* **Work instructions**: Would you count the lines in the material below that include the string "FaceRecognition"? Only the number is needed.

* **Data shown**:
---*---

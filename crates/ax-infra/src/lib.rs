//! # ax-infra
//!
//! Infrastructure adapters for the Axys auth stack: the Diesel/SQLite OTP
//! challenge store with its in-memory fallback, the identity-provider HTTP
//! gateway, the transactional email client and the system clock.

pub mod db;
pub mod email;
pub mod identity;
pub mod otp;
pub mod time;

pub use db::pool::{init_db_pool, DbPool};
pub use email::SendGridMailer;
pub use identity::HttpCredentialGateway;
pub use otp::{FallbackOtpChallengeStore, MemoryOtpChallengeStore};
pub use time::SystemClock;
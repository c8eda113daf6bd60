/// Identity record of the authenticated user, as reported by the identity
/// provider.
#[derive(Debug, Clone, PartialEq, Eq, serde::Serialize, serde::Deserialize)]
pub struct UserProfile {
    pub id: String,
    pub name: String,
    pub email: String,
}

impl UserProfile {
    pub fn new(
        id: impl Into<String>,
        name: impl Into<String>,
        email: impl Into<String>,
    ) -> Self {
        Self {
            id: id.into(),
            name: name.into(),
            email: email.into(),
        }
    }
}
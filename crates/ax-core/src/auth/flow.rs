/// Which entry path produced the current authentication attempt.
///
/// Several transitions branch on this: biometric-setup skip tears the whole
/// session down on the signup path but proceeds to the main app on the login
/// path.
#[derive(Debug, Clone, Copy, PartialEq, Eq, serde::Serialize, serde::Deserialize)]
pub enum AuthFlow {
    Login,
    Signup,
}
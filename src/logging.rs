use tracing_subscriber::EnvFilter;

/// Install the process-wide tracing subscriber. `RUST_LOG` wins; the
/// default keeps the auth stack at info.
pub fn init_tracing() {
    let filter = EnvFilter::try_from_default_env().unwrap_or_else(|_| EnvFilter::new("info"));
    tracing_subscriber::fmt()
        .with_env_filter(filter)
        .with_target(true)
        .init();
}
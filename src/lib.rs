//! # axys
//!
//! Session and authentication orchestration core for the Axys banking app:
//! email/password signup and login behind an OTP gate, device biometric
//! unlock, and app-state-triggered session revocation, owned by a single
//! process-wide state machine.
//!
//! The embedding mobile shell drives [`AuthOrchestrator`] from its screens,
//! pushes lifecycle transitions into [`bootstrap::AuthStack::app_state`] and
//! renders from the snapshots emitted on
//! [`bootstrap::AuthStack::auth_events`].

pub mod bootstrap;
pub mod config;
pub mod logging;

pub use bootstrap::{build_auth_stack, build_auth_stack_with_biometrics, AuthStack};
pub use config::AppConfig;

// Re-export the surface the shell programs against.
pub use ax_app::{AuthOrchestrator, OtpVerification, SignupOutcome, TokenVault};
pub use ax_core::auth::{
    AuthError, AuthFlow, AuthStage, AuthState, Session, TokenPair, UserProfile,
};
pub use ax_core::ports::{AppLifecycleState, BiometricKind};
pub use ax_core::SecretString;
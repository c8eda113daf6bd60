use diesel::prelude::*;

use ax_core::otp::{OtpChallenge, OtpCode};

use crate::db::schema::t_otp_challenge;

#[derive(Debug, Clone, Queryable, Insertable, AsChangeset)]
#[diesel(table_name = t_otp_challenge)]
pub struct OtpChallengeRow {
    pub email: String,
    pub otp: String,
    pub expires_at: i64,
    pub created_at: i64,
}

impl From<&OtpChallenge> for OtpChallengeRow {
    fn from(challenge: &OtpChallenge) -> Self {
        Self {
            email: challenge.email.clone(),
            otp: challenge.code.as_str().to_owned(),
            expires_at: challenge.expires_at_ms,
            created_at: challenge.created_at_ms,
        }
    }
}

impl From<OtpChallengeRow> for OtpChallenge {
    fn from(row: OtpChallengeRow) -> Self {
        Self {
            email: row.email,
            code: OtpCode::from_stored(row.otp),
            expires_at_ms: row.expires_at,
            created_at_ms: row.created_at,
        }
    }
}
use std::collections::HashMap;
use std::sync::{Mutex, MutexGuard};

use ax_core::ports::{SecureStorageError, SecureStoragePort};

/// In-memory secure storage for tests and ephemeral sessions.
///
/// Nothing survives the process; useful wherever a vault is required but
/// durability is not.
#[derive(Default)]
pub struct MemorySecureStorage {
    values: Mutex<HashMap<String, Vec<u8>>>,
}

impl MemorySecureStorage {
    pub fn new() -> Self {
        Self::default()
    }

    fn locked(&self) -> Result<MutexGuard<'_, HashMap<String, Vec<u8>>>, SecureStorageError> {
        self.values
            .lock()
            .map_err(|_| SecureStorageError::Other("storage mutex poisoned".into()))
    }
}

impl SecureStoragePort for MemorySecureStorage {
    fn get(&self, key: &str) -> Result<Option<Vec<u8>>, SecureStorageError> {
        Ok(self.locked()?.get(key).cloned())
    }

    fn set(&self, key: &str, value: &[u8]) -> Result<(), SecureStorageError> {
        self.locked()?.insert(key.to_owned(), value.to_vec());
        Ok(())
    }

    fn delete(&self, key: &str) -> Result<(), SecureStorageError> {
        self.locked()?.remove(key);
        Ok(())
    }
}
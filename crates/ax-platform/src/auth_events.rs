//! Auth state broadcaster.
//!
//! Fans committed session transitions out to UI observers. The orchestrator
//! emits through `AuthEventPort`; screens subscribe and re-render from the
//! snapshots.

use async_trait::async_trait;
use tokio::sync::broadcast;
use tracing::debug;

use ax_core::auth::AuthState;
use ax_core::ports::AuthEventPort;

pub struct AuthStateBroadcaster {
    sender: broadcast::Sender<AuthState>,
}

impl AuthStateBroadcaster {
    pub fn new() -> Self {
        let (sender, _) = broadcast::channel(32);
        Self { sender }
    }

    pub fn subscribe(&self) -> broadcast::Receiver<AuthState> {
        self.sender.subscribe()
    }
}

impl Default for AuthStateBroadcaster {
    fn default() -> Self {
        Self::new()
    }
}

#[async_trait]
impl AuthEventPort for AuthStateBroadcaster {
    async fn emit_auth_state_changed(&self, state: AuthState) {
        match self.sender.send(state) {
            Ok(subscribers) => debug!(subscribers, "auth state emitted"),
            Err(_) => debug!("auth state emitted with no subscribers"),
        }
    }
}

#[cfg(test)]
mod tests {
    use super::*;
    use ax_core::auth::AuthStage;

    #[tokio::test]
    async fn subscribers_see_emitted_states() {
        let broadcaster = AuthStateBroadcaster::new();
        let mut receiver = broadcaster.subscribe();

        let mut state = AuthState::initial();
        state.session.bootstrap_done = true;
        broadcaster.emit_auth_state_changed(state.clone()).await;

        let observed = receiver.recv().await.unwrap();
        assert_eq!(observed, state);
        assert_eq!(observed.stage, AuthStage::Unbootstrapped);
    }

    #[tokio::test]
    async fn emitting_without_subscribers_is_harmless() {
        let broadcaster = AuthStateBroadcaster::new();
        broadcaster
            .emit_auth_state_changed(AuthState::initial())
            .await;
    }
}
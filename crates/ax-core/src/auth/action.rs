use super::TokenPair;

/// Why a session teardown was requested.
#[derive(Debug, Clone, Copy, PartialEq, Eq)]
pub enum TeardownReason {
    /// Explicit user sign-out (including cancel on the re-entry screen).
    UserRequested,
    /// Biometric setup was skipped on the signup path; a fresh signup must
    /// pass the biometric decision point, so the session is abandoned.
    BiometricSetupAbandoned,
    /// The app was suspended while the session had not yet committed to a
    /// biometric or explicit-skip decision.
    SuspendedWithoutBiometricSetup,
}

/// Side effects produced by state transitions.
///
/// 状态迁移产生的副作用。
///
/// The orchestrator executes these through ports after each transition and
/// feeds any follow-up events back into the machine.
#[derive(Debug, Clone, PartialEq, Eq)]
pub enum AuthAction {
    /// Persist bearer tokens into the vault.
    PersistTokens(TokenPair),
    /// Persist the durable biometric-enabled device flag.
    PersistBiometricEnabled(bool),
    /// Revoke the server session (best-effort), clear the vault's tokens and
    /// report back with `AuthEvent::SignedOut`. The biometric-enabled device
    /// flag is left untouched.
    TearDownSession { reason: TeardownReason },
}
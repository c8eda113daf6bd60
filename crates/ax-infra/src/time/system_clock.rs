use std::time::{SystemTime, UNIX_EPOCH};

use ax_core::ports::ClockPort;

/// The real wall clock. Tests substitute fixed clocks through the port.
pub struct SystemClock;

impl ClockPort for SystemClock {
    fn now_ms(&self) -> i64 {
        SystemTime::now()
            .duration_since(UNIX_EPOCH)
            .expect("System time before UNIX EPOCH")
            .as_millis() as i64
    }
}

---*---

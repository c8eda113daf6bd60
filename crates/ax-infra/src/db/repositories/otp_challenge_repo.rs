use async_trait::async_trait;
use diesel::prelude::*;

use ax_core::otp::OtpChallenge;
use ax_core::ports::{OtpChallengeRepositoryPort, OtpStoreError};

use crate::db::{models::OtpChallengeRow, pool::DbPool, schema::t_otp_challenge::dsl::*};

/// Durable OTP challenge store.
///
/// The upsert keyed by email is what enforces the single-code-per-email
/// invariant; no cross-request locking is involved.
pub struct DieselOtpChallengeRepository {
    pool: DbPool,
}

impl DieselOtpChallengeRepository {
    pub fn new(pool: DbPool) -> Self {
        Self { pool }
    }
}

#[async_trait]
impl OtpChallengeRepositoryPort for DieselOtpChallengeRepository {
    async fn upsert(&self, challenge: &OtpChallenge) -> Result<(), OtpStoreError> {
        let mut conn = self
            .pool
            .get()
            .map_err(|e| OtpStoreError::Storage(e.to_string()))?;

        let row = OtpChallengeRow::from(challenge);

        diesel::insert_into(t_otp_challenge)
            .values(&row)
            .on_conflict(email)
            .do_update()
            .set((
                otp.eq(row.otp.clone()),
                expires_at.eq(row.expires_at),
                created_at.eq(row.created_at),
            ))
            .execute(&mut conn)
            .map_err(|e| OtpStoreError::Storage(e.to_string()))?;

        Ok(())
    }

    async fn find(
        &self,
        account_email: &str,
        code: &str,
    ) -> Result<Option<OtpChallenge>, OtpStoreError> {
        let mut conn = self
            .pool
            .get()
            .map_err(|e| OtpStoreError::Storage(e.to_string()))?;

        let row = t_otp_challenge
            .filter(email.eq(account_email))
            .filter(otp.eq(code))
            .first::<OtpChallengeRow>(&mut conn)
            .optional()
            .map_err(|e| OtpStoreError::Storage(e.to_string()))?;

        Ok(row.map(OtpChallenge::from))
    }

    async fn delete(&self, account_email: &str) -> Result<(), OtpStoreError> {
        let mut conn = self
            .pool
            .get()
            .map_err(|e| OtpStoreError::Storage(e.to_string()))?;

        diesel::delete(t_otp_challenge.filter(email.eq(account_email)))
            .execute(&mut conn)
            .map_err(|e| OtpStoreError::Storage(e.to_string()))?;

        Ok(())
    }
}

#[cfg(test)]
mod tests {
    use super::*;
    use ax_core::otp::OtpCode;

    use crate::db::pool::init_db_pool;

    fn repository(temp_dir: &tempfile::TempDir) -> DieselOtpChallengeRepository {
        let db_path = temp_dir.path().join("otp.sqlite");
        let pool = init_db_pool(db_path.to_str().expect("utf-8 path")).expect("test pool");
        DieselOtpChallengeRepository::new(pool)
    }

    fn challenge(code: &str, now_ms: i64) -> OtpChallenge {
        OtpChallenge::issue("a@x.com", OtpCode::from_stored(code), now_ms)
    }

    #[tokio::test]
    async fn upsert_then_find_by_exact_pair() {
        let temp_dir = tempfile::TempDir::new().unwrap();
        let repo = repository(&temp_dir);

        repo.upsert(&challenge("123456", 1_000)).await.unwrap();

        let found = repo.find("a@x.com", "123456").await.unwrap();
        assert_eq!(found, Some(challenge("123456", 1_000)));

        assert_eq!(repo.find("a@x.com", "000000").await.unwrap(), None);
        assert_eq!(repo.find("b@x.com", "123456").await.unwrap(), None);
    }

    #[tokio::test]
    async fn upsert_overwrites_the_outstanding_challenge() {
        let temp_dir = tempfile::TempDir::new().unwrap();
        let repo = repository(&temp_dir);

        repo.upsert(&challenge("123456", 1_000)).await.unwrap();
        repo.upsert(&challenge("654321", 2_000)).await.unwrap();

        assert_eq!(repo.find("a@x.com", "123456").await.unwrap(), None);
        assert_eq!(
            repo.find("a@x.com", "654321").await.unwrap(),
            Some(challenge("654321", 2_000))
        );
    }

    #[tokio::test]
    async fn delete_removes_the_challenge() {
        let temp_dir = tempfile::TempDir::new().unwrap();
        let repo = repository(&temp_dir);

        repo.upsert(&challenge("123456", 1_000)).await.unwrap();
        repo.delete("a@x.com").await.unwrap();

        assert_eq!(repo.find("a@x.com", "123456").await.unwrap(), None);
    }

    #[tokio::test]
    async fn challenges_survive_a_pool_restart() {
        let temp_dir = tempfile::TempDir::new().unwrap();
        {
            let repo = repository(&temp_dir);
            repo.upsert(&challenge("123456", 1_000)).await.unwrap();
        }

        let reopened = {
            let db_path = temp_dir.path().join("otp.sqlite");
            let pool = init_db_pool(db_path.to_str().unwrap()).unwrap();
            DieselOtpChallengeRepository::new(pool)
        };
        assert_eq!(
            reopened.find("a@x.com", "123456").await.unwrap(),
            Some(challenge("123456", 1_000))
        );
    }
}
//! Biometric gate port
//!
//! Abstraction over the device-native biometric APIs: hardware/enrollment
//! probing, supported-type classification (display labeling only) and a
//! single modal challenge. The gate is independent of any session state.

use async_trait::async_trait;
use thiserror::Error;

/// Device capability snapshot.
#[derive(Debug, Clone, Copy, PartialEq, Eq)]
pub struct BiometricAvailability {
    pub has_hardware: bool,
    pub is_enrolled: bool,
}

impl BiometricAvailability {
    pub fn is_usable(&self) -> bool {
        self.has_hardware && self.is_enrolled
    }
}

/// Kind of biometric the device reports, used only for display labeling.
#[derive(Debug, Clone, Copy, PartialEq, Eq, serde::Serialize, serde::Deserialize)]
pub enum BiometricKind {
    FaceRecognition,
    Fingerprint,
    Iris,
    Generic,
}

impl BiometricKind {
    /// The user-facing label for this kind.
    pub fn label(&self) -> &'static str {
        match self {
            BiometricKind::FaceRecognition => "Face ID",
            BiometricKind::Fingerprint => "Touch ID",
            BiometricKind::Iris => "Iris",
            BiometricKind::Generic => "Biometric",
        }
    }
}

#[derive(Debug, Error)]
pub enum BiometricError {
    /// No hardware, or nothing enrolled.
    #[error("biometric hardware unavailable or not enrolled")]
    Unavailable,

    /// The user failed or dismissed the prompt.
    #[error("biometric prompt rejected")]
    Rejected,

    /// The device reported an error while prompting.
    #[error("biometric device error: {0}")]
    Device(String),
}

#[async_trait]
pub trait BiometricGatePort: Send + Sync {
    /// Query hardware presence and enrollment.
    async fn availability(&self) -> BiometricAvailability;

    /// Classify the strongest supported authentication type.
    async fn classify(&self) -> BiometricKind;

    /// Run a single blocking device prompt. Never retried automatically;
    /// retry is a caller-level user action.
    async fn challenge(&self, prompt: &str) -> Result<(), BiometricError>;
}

---*---

* **Exercise answer**: 2